Strapkit.prototype.showPreview(port, frameId?)
showPreview(port: number, frameId?: string): Promise<void>Show the server running on port inside a preview iframe. Your page
needs an iframe element for Strapkit to target:
<iframe id="my-preview" sandbox="allow-scripts"></iframe>sk.showPreview(3000, "my-preview");frameId defaults to "strapkit-preview-frame" when omitted.
Each call generates a new isolated origin, so opening a fresh preview can never see cookies or storage from a previous one. The host page forwards requests from the iframe to your server; responses stream back the same way.
Strapkit.prototype.onPortOpen(callback)
onPortOpen(callback: (port: number, info: { addr: string }) => void): voidRegister a callback that fires every time a server inside Strapkit starts listening on a port. No log scraping — Strapkit tells you the moment it happens.

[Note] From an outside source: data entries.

fn build_in_memory_services() -> AppServices {
    // In-memory infra wiring (dev/test): store + bus + projections.
    let store = Arc::new(InMemoryEventStore::new());
    let bus: Arc<InMemoryEventBus<EventEnvelope<serde_json::Value>>> =
        Arc::new(InMemoryEventBus::new());

    let products_store: Arc<InMemoryTenantStore<stockpilot_catalog::ProductId, ProductReadModel>> =
        Arc::new(InMemoryTenantStore::new());
    let products_projection: Arc<ProductCatalogProjection<_>> =
        Arc::new(ProductCatalogProjection::new(products_store));

    let categories_store: Arc<InMemoryTenantStore<stockpilot_catalog::CategoryId, CategoryReadModel>> =
        Arc::new(InMemoryTenantStore::new());
    let categories_projection: Arc<CategoryDirectoryProjection<_>> =
        Arc::new(CategoryDirectoryProjection::new(categories_store));

    let suppliers_store: Arc<InMemoryTenantStore<stockpilot_suppliers::SupplierId, SupplierReadModel>> =
        Arc::new(InMemoryTenantStore::new());
    let suppliers_projection: Arc<SupplierDirectoryProjection<_>> =
        Arc::new(SupplierDirectoryProjection::new(suppliers_store));

    let stock_store: Arc<InMemoryTenantStore<stockpilot_inventory::StockItemId, StockItemReadModel>> =
        Arc::new(InMemoryTenantStore::new());
    let stock_projection: Arc<InMemoryStockProjection> =
        Arc::new(StockLevelsProjection::new(stock_store));

    let movements_store: Arc<
        InMemoryTenantStore<stockpilot_inventory::StockItemId, Vec<MovementRecord>>,
    > = Arc::new(InMemoryTenantStore::new());
    let movements_projection: Arc<StockMovementsProjection<_>> =
        Arc::new(StockMovementsProjection::new(movements_store));

    let purchases_store: Arc<
        InMemoryTenantStore<stockpilot_purchasing::PurchaseOrderId, PurchaseOrderReadModel>,
    > = Arc::new(InMemoryTenantStore::new());
    let purchases_projection: Arc<PurchaseOrdersProjection<_>> =
        Arc::new(PurchaseOrdersProjection::new(purchases_store));

    // Realtime channel (SSE): lossy broadcast, tenant-filtered in handlers.
    let (realtime_tx, _realtime_rx) = broadcast::channel::<RealtimeMessage>(256);

    // Advisor wiring: in-memory advice + per-tenant reorder runners.
    let advice_sink: Arc<ApiAdviceSink> = Arc::new(ApiAdviceSink::new(realtime_tx.clone()));
    let runners: Arc<Mutex<HashMap<TenantId, ReorderAdvisorRunnerHandle>>> =
        Arc::new(Mutex::new(HashMap::new()));
    let runner_cfg = ReorderAdvisorRunner::default();

    // Background subscriber: bus -> projections
    {
        let sub = bus.subscribe();
        let products_projection = products_projection.clone();
        let categories_projection = categories_projection.clone();
        let suppliers_projection = suppliers_projection.clone();
        let stock_projection = stock_projection.clone();
        let movements_projection = movements_projection.clone();
        let purchases_projection = purchases_projection.clone();
        let advice_sink = advice_sink.clone();
        let runners = runners.clone();
        let realtime_tx = realtime_tx.clone();
        tokio::task::spawn_blocking(move || loop {
            match sub.recv() {
                Ok(env) => {
                    let at = env.aggregate_type();

                    // Apply to the relevant projection(s) only.
                    let apply_ok = match at {
                        "catalog.product" => {
                            products_projection.apply_envelope(&env).map_err(|e| e.to_string())
                        }
                        "catalog.category" => {
                            categories_projection.apply_envelope(&env).map_err(|e| e.to_string())
                        }
                        "suppliers.supplier" => {
                            suppliers_projection.apply_envelope(&env).map_err(|e| e.to_string())
                        }
                        "inventory.stock_item" => {
                            if let Err(e) = stock_projection.apply_envelope(&env) {
                                Err(e.to_string())
                            } else if let Err(e) = movements_projection.apply_envelope(&env) {
                                Err(e.to_string())
                            } else {
                                Ok(())
                            }
                        }
                        "purchasing.order" => {
                            purchases_projection.apply_envelope(&env).map_err(|e| e.to_string())
                        }
                        _ => Ok(()),
                    };

                    if let Err(e) = apply_ok {
                        tracing::warn!("projection apply failed: {e}");
                        continue;
                    }

                    // Broadcast projection update (lossy; no backpressure on core).
                    let _ = realtime_tx.send(RealtimeMessage {
                        tenant_id: env.tenant_id(),
                        topic: format!("{at}.projection_updated"),
                        payload: serde_json::json!({
                            "kind": "projection_update",
                            "aggregate_type": at,
                            "aggregate_id": env.aggregate_id().to_string(),
                            "sequence_number": env.sequence_number(),
                        }),
                    });

                    // Event-triggered advisor execution only for stock updates.
                    if at == "inventory.stock_item" {
                        let tenant_id = env.tenant_id();
                        let mut runners = runners.lock().unwrap();
                        let handle = runners.entry(tenant_id).or_insert_with(|| {
                            runner_cfg.spawn_for_tenant(
                                "advisor.reorder",
                                tenant_id,
                                stock_projection.clone(),
                                advice_sink.clone(),
                            )
                        });
                        handle.trigger();
                    }
                }
                Err(_) => break,
            }
        });
    }

    let dispatcher: Arc<InMemoryDispatcher> =
        Arc::new(CommandDispatcher::new(store.clone(), bus.clone()));
    AppServices::InMemory {
        dispatcher,
        event_store: store,
        event_bus: bus,
        products_projection,
        categories_projection,
        suppliers_projection,
        stock_projection,
        movements_projection,
        purchases_projection,
        advice_sink,
        realtime_tx,
    }
}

Auto-open the preview when a dev server starts
The natural pairing with showPreview: wait for the right port to bind,
then open the iframe automatically.
sk.onPortOpen((port) => {
if (port === 3000) sk.showPreview(port, "my-preview");
});Now npm run dev (or any other server start) inside the shell flips the
iframe on as soon as the port binds — no manual button click, no
"copy this URL" step.
Caveats
- Fires the instant a port binds, not when the server is fully ready. Next.js, for example, opens its port before the first build finishes, so the iframe may briefly show a "compiling…" page. Usually fine.
- You'll see internal ports too. Vite's HMR socket, Next's RSC channel, and similar background services also trigger the callback. Filter to the port your user is actually serving on.